A raíz de conocerse la noticia, los medios occidentales, que tanto alardean de independencia y profesionalidad, se lanzaron a una agresiva campaña contra Putin acusándole directamente de ser el asesino de Navalny al haber ordenado su muerte; y todo ello sin prueba alguna ni siquiera esperar a que las autoridades rusas comunicaran las causas tras la oportuna autopsia.
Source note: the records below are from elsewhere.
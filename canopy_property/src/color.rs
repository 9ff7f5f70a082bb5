// Copyright 2026 the Canopy Authors
// SPDX-License-Identifier: Apache-2.0 OR MIT

//! Colors and paints.
//!
//! Any CSS color string the `color` crate understands is accepted
//! (`#f00`, `rgb(255 0 0 / 50%)`, `hsl(...)`, `oklch(...)`, named colors,
//! `transparent`). Colors are stored in sRGB; blending happens on
//! premultiplied channels so a fade towards `transparent` does not darken.

use alloc::string::ToString;

use canopy_unit::{MixError, ParseError, RawValue, lerp};
use peniko::Color;
use peniko::color::{Srgb, parse_color as parse_css_color};

use crate::mix::{kind_mismatch, step};
use crate::value::{ComputedValue, Paint};

/// Parses a CSS color string into an sRGB color.
pub(crate) fn parse_color(raw: &RawValue) -> Result<Color, ParseError> {
    let RawValue::Text(text) = raw else {
        return Err(ParseError::invalid("color", "expected a color string"));
    };
    let text = text.trim();
    if text.is_empty() {
        return Err(ParseError::Empty);
    }
    parse_css_color(text)
        .map(|color| color.to_alpha_color::<Srgb>())
        .map_err(|err| ParseError::invalid("color", err.to_string()))
}

/// Parses `none` or a color.
pub(crate) fn parse_paint(raw: &RawValue) -> Result<Paint, ParseError> {
    if raw.is_keyword("none") {
        Ok(Paint::None)
    } else {
        parse_color(raw).map(Paint::Color)
    }
}

/// Blends two colors on premultiplied channels.
///
/// Exact at both endpoints; the result is clamped to the displayable range
/// when the ratio overshoots.
#[must_use]
pub fn blend(from: Color, to: Color, ratio: f64) -> Color {
    if ratio == 0.0 {
        return from;
    }
    if ratio == 1.0 {
        return to;
    }
    let [fr, fg, fb, fa] = from.components.map(f64::from);
    let [tr, tg, tb, ta] = to.components.map(f64::from);
    let alpha = lerp(fa, ta, ratio).clamp(0.0, 1.0);
    let channel = |f: f64, t: f64| {
        if alpha == 0.0 {
            0.0
        } else {
            (lerp(f * fa, t * ta, ratio) / alpha).clamp(0.0, 1.0)
        }
    };
    #[expect(
        clippy::cast_possible_truncation,
        reason = "components are clamped to [0, 1] and stored as f32"
    )]
    let components =
        [channel(fr, tr), channel(fg, tg), channel(fb, tb), alpha].map(|c| c as f32);
    Color::new(components)
}

pub(crate) fn mix_color(
    from: &ComputedValue,
    to: &ComputedValue,
    ratio: f64,
) -> Result<ComputedValue, MixError> {
    match (from, to) {
        (ComputedValue::Color(a), ComputedValue::Color(b)) => {
            Ok(ComputedValue::Color(blend(*a, *b, ratio)))
        }
        _ => Err(kind_mismatch(from, to)),
    }
}

/// Blends two color paints; anything involving `none` steps.
pub(crate) fn mix_paint(
    from: &ComputedValue,
    to: &ComputedValue,
    ratio: f64,
) -> Result<ComputedValue, MixError> {
    match (from, to) {
        (ComputedValue::Paint(Paint::Color(a)), ComputedValue::Paint(Paint::Color(b))) => {
            Ok(ComputedValue::Paint(Paint::Color(blend(*a, *b, ratio))))
        }
        (ComputedValue::Paint(_), ComputedValue::Paint(_)) => Ok(step(from, to, ratio)),
        _ => Err(kind_mismatch(from, to)),
    }
}
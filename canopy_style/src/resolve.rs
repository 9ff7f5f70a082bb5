// Copyright 2026 the Canopy Authors
// SPDX-License-Identifier: Apache-2.0 OR MIT

//! Style assignment and resolution.
//!
//! This module provides [`Resolver`], which turns raw style input into
//! computed values on nodes and computed values into used values for
//! renderers.

use alloc::string::ToString;
use alloc::vec::Vec;
use smallvec::SmallVec;

use canopy_property::{
    CalcContext, ComputedValue, DirtyFlags, Lookup, PropertyDefinition, PropertyId,
    PropertyRegistry, UsedValue,
};
use canopy_unit::{ParseError, RawValue};

use crate::config::ResolverConfig;
use crate::error::StyleError;
use crate::node::{ParentLookup, StyleNode, walk_inherited};

/// Resolves style properties on nodes against a [`PropertyRegistry`].
///
/// The resolver borrows the registry and holds no per-node state, so one
/// resolver serves a whole scene.
///
/// Value precedence is **Animation → Local → Initial**, with inherited
/// properties consulting ancestors before the initial value when resolved
/// through [`get_inherited_value`](Self::get_inherited_value).
///
/// # Example
///
/// ```rust
/// use canopy_property::{CalcContext, ComputedValue, DirtyFlags, PropertyRegistry};
/// use canopy_style::{Resolver, StyleNode, StyleStore};
/// use kurbo::Size;
///
/// struct Rect {
///     store: StyleStore<u32>,
///     dirty: DirtyFlags,
/// }
///
/// impl StyleNode<u32> for Rect {
///     fn style_store(&self) -> &StyleStore<u32> { &self.store }
///     fn style_store_mut(&mut self) -> &mut StyleStore<u32> { &mut self.store }
///     fn mark_dirty(&mut self, flags: DirtyFlags) { self.dirty |= flags; }
///     fn key(&self) -> u32 { 1 }
///     fn parent_key(&self) -> Option<u32> { None }
/// }
///
/// let registry = PropertyRegistry::with_builtins();
/// let resolver = Resolver::new(&registry);
/// let mut rect = Rect { store: StyleStore::new(1), dirty: DirtyFlags::empty() };
///
/// assert_eq!(resolver.set_property(&mut rect, "width", "50%"), Ok(true));
/// assert!(rect.dirty.contains(DirtyFlags::RECALCULATE | DirtyFlags::BOUNDS));
///
/// // A rejected assignment keeps the previous value.
/// assert!(resolver.set_property(&mut rect, "width", "wide").is_err());
///
/// let cx = CalcContext::new(Size::new(300.0, 100.0));
/// let used = resolver.get_used_value(&mut rect, "width", &cx).unwrap();
/// assert_eq!(used.as_f64(), Some(150.0));
/// ```
#[derive(Clone, Copy, Debug)]
pub struct Resolver<'r> {
    registry: &'r PropertyRegistry,
    config: ResolverConfig,
}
Por supuesto, que dicha campaña obedecía a las instrucciones de los diversos gobiernos también occidentales cuyos mandatarios de todo color profirieron de inmediato también en alaridos y condenas contra Putin y Rusia, a todo lo cual se unió la patética viuda del fallecido que se paseó, a gastos pagados, por medio mundo mostrando junto con sus lógicas lágrimas, su convicción de que por supuesto había sido Putin el autor intelectual de la muerte de su marido, sino incluso el material.

Entonces quedó claro para los analistas objetivos e imparciales que somos los menos, que Putin nada tenía que ganar con la muerte de Navalny, por lo que la principal causa de algo así, es decir, la obtención de un beneficio, al no existir, sino todo lo cntrario en este caso, prácticamente le eximía de toda sospecha.

Pero claro, para Occidente, empeñado desde hace dos años, y alguno más, en vilipendiar a Rusia conforme a los intereses norteamericanos en alejar a Europa de Moscú consciente de que Rusia es su gran rival en el continente por sus cercanía, de hecho pertenece a él, y su poderío de todo tipo, hace que los EEUU pierdan los papales con tan sólo imaginar que su “patio” europeo pueda caer en la tentación de preferir la paz y amistad rusas a seguir sometiéndose al “imperio” yanqui.

La cosa fue entonces tan tremenda, que sin prueba alguna, los EEUU y sus sicarios de la OTAN y de la UE, sus dos herramientas de sujeción de Europa a su influencia con la connivencia de nuestros dirigentes de todo color, incluso llegaron a aprobar nuevas sanciones económicas contra Rusia con la excusa de la muerte de Navalny, así como a intentar aún más también desacreditar la limpieza de las cercanas por entonces elecciones presidenciales rusas que, finalmente, arrojaron un balance manifiestamente favorable a Putin.

La esposa de Navalny

Ahora, si embargo, y a la vista de los informes de la comunidad de inteligencia norteamericana, nada pues sospechosa de estar a favor de Putin, nos encontramos con la noticia de que por los caminos secretos que sean han llegado a la conclusión de que Putin nada tuvo que ver con la muerte de Navalny el cual, por otro lado, hacía tan sólo un año y medio que había superado una grave crisis de salud producto, al parecer, de un nunca aclarado ni probado intento de envenenamiento que… por supuesto, también era culpa de Putin.

La conclusión de todo, como vemos, es clara: Occidente, de la mano de los EEUU, es hoy por hoy foco principal de desinformación, manipulación, engaño e incluso de traición de…, sí, de sus propios ciudadanos por parte de sus dirigentes de todo tipo y de sus subordinados que no se resisten a sus órdenes. Así nos consideran, así nos tratan, así nos mienten, así nos engañan, así nos manipulan, así nos arrastran a conflictos que en su mayor parte ellos mismos crean con fines más que dudosos y oscuros, pero con resultados siempre mortales para muchos y destructivos para todos.

A ver si aprendemos ya de una vez y para la próxima estamos alerta y ponemos como poco en tela de juicio todo lo que venga de ellos, es decir, de los EEUU y de nuestros gobernanteds que están entregados a él.


3 respuestas a «Putin no ordenó matar al disidente Navalny… lo reconocen ahora los propios norteamericanos»

    1. Es muy extraño. Estados Unidos (alias «Occidente») difamaba antes a sabiendas. ¿Por qué dicen una supuesta verdad ahora? Si a ellos les da igual que Navalny no hubiese «fallecido» por orden del presidente Putin. Calumnia, que algo queda. ¡Será por mentir! Si lo hacen todos los días, las veinticuatro horas…

      ¿Qué o quién les obliga hoy a confesar su «equivocación» de ayer?